* [Assignment]
Search the records below for "BitOrAssign"; copy each line that has it.
** Opening Exercise data block **
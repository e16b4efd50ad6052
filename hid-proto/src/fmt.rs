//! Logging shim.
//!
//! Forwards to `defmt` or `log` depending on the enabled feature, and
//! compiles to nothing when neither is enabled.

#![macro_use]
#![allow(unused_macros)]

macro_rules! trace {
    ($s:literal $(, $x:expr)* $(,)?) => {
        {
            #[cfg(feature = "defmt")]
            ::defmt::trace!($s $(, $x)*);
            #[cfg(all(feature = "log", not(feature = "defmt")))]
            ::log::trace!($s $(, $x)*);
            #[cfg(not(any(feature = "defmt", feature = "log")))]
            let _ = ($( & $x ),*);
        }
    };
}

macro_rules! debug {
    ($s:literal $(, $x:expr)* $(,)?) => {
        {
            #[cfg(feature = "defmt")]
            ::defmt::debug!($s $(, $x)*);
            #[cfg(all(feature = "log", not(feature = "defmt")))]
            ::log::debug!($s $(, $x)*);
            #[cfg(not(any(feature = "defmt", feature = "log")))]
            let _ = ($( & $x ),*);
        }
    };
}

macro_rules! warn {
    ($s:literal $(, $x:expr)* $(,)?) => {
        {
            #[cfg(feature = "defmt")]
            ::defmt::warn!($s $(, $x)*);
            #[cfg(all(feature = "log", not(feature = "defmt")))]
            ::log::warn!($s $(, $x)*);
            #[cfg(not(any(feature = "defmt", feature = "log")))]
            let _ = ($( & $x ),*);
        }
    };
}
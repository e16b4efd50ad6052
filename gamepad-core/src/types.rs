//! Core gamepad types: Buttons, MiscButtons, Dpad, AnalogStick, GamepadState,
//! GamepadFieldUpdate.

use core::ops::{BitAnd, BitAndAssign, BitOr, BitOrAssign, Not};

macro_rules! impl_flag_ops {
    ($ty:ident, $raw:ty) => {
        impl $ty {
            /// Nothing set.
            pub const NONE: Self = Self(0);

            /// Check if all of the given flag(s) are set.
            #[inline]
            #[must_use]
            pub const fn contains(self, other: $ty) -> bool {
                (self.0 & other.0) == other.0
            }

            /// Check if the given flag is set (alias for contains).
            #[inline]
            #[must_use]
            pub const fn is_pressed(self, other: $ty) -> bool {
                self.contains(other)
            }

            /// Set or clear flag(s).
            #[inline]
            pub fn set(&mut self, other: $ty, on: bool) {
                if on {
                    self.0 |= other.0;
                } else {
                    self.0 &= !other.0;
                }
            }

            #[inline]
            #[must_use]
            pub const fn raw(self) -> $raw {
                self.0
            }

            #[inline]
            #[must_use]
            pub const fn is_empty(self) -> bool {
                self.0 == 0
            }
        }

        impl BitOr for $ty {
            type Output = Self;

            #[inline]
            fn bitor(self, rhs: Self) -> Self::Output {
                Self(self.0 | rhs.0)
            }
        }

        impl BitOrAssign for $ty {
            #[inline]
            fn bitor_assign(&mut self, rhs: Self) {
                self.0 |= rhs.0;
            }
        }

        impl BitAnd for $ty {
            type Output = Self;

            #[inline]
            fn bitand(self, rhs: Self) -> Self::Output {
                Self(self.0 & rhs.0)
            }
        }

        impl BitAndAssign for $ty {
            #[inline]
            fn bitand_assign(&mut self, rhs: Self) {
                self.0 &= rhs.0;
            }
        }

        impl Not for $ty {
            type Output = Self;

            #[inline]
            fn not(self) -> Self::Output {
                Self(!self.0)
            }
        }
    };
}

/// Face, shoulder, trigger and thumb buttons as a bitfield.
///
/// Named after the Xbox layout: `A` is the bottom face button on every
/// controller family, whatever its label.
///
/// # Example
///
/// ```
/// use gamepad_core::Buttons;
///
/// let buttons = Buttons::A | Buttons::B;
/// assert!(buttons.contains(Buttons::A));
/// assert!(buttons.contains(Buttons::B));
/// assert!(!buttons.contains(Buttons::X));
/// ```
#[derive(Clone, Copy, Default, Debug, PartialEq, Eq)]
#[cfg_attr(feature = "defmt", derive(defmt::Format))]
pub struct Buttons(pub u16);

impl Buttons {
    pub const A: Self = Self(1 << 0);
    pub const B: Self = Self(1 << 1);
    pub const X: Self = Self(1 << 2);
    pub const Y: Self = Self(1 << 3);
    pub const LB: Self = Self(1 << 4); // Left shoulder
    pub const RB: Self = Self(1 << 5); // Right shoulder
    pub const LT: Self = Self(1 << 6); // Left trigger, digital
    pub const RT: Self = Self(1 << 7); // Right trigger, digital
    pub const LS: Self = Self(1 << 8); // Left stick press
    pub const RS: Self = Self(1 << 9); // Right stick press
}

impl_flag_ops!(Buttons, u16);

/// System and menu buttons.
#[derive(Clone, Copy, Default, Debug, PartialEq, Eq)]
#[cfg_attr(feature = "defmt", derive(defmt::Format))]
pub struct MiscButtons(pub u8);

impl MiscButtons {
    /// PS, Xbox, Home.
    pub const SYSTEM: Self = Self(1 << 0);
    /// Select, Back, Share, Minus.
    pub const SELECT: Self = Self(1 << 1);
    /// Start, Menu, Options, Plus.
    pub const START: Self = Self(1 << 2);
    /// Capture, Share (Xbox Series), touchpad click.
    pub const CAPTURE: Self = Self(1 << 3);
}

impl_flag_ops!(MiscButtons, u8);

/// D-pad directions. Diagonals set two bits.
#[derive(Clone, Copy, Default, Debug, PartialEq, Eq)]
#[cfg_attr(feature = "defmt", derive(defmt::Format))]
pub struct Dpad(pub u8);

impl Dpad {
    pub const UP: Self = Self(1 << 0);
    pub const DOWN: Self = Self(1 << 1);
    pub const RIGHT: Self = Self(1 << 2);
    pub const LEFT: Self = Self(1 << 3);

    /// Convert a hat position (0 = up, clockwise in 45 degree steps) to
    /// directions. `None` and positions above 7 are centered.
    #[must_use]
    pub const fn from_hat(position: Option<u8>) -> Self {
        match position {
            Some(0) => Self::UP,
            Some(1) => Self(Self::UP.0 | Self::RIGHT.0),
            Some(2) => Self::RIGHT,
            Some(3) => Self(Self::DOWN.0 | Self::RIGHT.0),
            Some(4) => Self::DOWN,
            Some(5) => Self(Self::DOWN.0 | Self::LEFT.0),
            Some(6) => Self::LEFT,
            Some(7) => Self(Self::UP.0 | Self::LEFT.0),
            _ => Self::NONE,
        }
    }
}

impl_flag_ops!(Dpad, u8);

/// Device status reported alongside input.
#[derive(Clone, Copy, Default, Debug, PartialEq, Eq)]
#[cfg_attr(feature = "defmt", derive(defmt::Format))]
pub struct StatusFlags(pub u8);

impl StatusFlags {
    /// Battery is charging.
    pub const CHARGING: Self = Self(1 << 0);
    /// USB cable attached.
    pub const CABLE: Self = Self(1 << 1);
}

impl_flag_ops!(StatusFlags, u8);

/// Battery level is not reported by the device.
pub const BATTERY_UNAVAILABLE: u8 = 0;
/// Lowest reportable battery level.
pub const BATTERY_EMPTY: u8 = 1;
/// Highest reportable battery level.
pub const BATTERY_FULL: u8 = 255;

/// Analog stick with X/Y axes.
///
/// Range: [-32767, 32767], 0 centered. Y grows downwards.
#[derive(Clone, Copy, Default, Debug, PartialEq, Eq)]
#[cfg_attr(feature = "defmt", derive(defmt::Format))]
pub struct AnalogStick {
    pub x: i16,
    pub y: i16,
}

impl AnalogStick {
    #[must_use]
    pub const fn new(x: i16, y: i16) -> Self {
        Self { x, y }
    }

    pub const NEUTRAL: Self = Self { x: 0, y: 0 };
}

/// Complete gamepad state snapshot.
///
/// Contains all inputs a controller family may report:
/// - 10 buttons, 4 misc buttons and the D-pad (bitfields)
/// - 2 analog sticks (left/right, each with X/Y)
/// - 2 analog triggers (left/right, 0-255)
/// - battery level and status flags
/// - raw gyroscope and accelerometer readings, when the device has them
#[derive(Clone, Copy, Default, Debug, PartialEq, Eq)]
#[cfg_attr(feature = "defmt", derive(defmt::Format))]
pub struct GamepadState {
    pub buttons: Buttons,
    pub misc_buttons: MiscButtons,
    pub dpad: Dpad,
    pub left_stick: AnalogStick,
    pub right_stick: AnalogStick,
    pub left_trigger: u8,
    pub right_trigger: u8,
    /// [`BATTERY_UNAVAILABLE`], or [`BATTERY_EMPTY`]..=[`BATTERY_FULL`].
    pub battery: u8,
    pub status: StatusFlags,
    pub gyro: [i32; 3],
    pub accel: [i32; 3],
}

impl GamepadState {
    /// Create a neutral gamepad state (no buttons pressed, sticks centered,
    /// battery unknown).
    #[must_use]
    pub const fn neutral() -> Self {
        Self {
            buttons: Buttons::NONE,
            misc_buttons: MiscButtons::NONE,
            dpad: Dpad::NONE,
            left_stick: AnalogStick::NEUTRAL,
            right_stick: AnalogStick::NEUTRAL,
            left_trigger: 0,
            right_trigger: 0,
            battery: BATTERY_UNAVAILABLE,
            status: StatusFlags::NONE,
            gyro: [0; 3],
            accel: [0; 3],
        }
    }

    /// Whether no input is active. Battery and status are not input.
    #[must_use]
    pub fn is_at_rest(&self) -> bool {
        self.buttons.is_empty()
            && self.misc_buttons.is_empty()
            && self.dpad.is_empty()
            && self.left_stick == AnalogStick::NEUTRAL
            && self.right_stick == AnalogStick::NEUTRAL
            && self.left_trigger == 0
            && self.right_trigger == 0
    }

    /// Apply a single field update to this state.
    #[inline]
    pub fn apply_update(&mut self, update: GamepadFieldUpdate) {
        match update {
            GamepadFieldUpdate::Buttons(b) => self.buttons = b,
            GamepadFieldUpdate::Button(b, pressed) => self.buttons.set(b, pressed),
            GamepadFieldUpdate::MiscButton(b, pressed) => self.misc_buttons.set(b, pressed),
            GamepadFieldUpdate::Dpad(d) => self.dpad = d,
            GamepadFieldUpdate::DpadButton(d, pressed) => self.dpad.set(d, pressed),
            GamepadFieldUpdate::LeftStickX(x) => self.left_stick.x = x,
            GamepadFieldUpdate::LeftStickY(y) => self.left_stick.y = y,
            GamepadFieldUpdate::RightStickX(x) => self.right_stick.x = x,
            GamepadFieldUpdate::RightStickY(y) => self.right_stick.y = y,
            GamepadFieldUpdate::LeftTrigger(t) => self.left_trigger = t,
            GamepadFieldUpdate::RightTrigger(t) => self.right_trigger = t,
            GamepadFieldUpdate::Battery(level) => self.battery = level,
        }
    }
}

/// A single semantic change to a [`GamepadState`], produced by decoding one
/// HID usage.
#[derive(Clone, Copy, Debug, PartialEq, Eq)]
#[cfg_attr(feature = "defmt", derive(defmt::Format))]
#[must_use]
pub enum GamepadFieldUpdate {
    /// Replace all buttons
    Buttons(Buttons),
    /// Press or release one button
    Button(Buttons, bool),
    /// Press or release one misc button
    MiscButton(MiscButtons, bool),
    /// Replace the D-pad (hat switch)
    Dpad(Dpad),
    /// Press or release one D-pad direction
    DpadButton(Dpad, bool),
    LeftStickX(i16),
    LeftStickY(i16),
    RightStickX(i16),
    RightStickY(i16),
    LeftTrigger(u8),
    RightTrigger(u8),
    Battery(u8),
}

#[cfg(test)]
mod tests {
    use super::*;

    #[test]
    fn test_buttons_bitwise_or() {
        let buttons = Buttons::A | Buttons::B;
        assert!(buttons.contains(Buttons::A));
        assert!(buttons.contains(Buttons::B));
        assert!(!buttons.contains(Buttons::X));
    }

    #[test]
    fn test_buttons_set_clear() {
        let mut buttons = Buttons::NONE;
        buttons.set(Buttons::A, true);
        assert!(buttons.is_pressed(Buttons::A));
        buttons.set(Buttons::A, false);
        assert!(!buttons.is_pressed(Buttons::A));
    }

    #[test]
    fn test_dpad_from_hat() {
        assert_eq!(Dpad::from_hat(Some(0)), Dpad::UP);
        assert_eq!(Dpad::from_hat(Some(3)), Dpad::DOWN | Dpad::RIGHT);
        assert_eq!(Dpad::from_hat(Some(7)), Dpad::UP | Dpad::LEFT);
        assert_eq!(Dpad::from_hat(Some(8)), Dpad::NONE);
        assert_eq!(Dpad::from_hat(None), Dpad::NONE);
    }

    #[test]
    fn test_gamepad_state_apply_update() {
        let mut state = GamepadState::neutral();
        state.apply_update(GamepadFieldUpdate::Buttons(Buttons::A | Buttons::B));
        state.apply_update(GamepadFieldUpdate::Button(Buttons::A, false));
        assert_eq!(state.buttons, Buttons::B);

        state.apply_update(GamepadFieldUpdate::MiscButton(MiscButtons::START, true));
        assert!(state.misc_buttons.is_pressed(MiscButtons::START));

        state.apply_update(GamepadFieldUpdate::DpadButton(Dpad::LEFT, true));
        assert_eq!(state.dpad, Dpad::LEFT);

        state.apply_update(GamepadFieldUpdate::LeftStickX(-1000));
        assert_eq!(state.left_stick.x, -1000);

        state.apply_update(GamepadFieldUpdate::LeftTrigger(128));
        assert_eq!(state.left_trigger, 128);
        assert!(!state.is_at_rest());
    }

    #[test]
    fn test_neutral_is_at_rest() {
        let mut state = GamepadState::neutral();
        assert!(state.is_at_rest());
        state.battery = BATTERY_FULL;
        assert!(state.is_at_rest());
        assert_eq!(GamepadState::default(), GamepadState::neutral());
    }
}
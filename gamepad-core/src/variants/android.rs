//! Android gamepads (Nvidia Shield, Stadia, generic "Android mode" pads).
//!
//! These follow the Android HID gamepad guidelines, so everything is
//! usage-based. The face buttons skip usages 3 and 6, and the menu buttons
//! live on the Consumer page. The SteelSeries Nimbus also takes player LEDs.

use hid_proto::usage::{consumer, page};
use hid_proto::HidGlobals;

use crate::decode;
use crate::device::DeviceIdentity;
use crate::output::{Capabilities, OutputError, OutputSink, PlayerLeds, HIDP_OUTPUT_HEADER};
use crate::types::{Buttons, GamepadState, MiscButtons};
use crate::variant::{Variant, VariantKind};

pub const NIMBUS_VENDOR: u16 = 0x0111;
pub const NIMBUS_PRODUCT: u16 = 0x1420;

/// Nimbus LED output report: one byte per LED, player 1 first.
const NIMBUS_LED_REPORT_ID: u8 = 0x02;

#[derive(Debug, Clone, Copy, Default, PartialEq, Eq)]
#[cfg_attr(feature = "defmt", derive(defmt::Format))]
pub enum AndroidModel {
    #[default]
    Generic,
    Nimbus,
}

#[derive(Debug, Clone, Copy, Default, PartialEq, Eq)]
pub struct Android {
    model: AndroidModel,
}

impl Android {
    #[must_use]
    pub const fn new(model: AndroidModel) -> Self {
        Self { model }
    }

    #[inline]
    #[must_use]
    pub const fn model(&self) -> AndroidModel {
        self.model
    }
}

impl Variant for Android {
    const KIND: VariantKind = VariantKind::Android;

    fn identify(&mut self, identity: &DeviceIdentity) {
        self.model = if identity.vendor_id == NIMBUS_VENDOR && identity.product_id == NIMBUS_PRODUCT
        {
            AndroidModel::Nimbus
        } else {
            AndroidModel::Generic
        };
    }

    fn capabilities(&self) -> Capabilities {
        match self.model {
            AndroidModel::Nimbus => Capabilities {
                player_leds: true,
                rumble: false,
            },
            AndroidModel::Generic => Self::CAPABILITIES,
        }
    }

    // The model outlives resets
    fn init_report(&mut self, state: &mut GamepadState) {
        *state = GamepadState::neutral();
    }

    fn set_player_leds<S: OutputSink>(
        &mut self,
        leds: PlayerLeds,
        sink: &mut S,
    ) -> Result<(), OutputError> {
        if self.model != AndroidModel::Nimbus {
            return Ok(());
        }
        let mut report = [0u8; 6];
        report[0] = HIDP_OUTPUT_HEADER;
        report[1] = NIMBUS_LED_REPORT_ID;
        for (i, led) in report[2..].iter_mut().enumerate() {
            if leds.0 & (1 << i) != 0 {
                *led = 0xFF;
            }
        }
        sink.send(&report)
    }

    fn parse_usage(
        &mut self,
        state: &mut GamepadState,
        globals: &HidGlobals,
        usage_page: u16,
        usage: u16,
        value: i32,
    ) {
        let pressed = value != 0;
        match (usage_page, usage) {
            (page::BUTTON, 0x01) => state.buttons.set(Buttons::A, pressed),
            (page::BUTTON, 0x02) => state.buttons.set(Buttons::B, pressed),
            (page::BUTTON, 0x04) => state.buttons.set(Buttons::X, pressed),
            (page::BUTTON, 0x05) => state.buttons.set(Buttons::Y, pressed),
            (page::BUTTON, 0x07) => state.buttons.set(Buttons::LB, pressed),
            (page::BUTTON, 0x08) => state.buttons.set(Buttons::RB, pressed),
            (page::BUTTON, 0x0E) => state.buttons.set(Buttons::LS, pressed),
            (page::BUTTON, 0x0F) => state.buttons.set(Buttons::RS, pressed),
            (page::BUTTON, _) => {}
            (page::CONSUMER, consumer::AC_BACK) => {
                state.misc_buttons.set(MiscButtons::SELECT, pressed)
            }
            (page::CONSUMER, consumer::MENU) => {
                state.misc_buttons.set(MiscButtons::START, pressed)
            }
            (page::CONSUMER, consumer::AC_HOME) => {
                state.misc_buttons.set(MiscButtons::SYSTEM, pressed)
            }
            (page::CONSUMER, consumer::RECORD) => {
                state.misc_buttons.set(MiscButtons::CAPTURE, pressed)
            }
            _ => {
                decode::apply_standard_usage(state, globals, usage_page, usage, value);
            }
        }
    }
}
** Closing Exercise data block **
* [Worked solution]
use core::ops::{BitAnd, BitAndAssign, BitOr, BitOrAssign, Not};
        impl BitOrAssign for $ty {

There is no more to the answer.